**Directions**
Please repeat the lines below exactly. Begin with the line containing "fn build(&mut self)" and go on through the line containing "fn project(lines: usize)".

##############################

#[cfg(test)]
mod tests {
    use super::*;
    use crate::compiler::{ProcessOutput, RunnerError};
    use std::collections::VecDeque;
    use std::fs;
    use std::path::Path;

    /// Build whose outputs are scripted per call.
    struct ScriptedBuild {
        builds: VecDeque<Result<ProcessOutput, RunnerError>>,
        compiles: VecDeque<ProcessOutput>,
        invocations: Vec<String>,
        build_calls: usize,
        compile_calls: usize,
        checkpoints: usize,
    }

    impl ScriptedBuild {
        fn new() -> Self {
            Self {
                builds: VecDeque::new(),
                compiles: VecDeque::new(),
                invocations: Vec::new(),
                build_calls: 0,
                compile_calls: 0,
                checkpoints: 0,
            }
        }

        fn then_build(mut self, lines: &[String]) -> Self {
            self.builds.push_back(Ok(ProcessOutput {
                success: lines.is_empty(),
                lines: lines.to_vec(),
            }));
            self
        }
    }

    impl BuildSystem for ScriptedBuild {
        fn build(&mut self) -> Result<ProcessOutput, RunnerError> {
            self.build_calls += 1;
            self.builds.pop_front().unwrap_or_else(|| Ok(ProcessOutput::default()))
        }

        fn compile(&mut self, _invocation: &str) -> Result<ProcessOutput, RunnerError> {
            self.compile_calls += 1;
            Ok(self.compiles.pop_front().unwrap_or_default())
        }

        fn checkpoint(&mut self) -> Result<(), RunnerError> {
            self.checkpoints += 1;
            Ok(())
        }

        fn invocations(&self) -> &[String] {
            &self.invocations
        }
    }

    fn not_runnable() -> RunnerError {
        RunnerError::NotRunnable {
            command: "xcodebuild".to_string(),
            code: 127,
        }
    }

    fn use_as_type(file: &Path, line: usize) -> String {
        format!(
            "{}:{line}:8: error: use of protocol 'Worker' as a type",
            file.display()
        )
    }

    fn project(lines: usize) -> (tempfile::TempDir, PathBuf) {
        let temp_dir = tempfile::tempdir().unwrap();
        let file = temp_dir.path().join("Foo.swift");
        let source: String = (1..=lines).map(|n| format!("let w{n}: Worker\n")).collect();
        fs::write(&file, source).unwrap();
        let file = file.canonicalize().unwrap();
        (temp_dir, file)
    }

    fn run(build: &mut ScriptedBuild, root: &Path, config: &RewriteConfig) -> VerifyReport {
        let guard = ProjectGuard::new(root, None).unwrap();
        let mut registry = ProtocolRegistry::new();
        FeedbackLoop::new(build, &guard, &mut registry, config).run()
    }

    #[test]
    fn test_converges_after_k_rounds() {
        let (temp_dir, file) = project(3);
        let mut build = ScriptedBuild::new();
        for line in 1..=3 {
            build = build.then_build(&[use_as_type(&file, line)]);
        }

        let report = run(&mut build, temp_dir.path(), &RewriteConfig::default());

        assert_eq!(report.outcome, Outcome::Converged { rounds: 3 });
        assert_eq!(build.build_calls, 4);
        assert_eq!(build.checkpoints, 1);
        assert_eq!(report.fixups, 3);
        assert_eq!(
            fs::read_to_string(&file).unwrap(),
            "let w1: any Worker\nlet w2: any Worker\nlet w3: any Worker\n"
        );
    }

    #[test]
    fn test_budget_is_enforced() {
        let (temp_dir, file) = project(1);
        let mut config = RewriteConfig::default();
        config.budget.rounds = 4;

        let mut build = ScriptedBuild::new();
        // Points at a line that never changes
        for _ in 0..10 {
            build = build.then_build(&[use_as_type(&file, 7)]);
        }

        let report = run(&mut build, temp_dir.path(), &config);

        assert_eq!(
            report.outcome,
            Outcome::BudgetExhausted {
                rounds: 4,
                pending: 1
            }
        );
        assert_eq!(build.build_calls, 4);
    }

    #[test]
    fn test_unrecognized_errors_are_unresolved() {
        let (temp_dir, file) = project(1);
        let error = format!("{}:1:1: error: cannot find 'x' in scope", file.display());
        let mut build = ScriptedBuild::new().then_build(&[error.clone(), error.clone()]);

        let report = run(&mut build, temp_dir.path(), &RewriteConfig::default());

        assert_eq!(report.outcome, Outcome::Unresolved { errors: vec![error] });
        assert_eq!(build.checkpoints, 0);
    }

    #[test]
    fn test_clean_build_converges_immediately() {
        let (temp_dir, _) = project(1);
        let mut build = ScriptedBuild::new();

        let report = run(&mut build, temp_dir.path(), &RewriteConfig::default());

        assert_eq!(report.outcome, Outcome::Converged { rounds: 0 });
        assert_eq!(build.build_calls, 1);
    }

    #[test]
    fn test_fallback_compiles_each_invocation() {
        let (temp_dir, file) = project(1);
        let mut build = ScriptedBuild::new();
        build.builds.push_back(Err(not_runnable()));
        build.invocations = vec![format!(
            "swift-frontend -frontend -c -primary-file {} -o Foo.o",
            file.display()
        )];
        // First attempt hits the PCH repair and is retried.
        build.compiles.push_back(ProcessOutput {
            success: false,
            lines: vec!["<unknown>:0: error: PCH file '/nonexistent/X-Bridging-Header-swift_A-clang_B.pch' not found: gone".to_string()],
        });
        build.compiles.push_back(ProcessOutput {
            success: false,
            lines: vec![use_as_type(&file, 1)],
        });

        let report = run(&mut build, temp_dir.path(), &RewriteConfig::default());

        assert_eq!(build.compile_calls, 2);
        assert_eq!(report.outcome, Outcome::Converged { rounds: 1 });
        assert_eq!(fs::read_to_string(&file).unwrap(), "let w1: any Worker\n");
    }

    #[test]
    fn test_fallback_without_invocations_is_unresolved() {
        let (temp_dir, _) = project(1);
        let mut build = ScriptedBuild::new();
        build.builds.push_back(Err(not_runnable()));

        let report = run(&mut build, temp_dir.path(), &RewriteConfig::default());

        assert!(matches!(report.outcome, Outcome::Unresolved { .. }));
    }

    #[test]
    fn test_files_outside_project_are_not_patched() {
        let (temp_dir, _) = project(1);
        let outside = tempfile::tempdir().unwrap();
        let foreign = outside.path().join("Other.swift");
        fs::write(&foreign, "let w: Worker\n").unwrap();

        let mut build = ScriptedBuild::new().then_build(&[use_as_type(&foreign, 1)]);
        let report = run(&mut build, temp_dir.path(), &RewriteConfig::default());

        assert_eq!(fs::read_to_string(&foreign).unwrap(), "let w: Worker\n");
        assert_eq!(report.outcome, Outcome::Converged { rounds: 1 });
    }

    #[test]
    fn test_dependency_files_are_made_writable_and_recorded() {
        let temp_dir = tempfile::tempdir().unwrap();
        let package = temp_dir.path().join(".build/checkouts/Popen");
        fs::create_dir_all(package.join("Sources")).unwrap();
        let file = package.join("Sources/Popen.swift");
        fs::write(&file, "let w: Worker\n").unwrap();
        let mut permissions = fs::metadata(&file).unwrap().permissions();
        permissions.set_readonly(true);
        fs::set_permissions(&file, permissions).unwrap();

        let mut build = ScriptedBuild::new().then_build(&[use_as_type(&file, 1)]);
        let report = run(&mut build, temp_dir.path(), &RewriteConfig::default());

        assert_eq!(fs::read_to_string(&file).unwrap(), "let w: any Worker\n");
        assert_eq!(report.dependency_manifests.len(), 1);
        assert!(report.dependency_manifests[0].ends_with("Popen/Package.swift"));
    }
}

##############################

**Solution**
        fn build(&mut self) -> Result<ProcessOutput, RunnerError> {
            self.build_calls += 1;
            self.builds.pop_front().unwrap_or_else(|| Ok(ProcessOutput::default()))
        }

        fn compile(&mut self, _invocation: &str) -> Result<ProcessOutput, RunnerError> {
            self.compile_calls += 1;
            Ok(self.compiles.pop_front().unwrap_or_default())
        }

        fn checkpoint(&mut self) -> Result<(), RunnerError> {
            self.checkpoints += 1;
            Ok(())
        }

        fn invocations(&self) -> &[String] {
            &self.invocations
        }
    }

    fn not_runnable() -> RunnerError {
        RunnerError::NotRunnable {
            command: "xcodebuild".to_string(),
            code: 127,
        }
    }

    fn use_as_type(file: &Path, line: usize) -> String {
        format!(
            "{}:{line}:8: error: use of protocol 'Worker' as a type",
            file.display()
        )
    }

    fn project(lines: usize) -> (tempfile::TempDir, PathBuf) {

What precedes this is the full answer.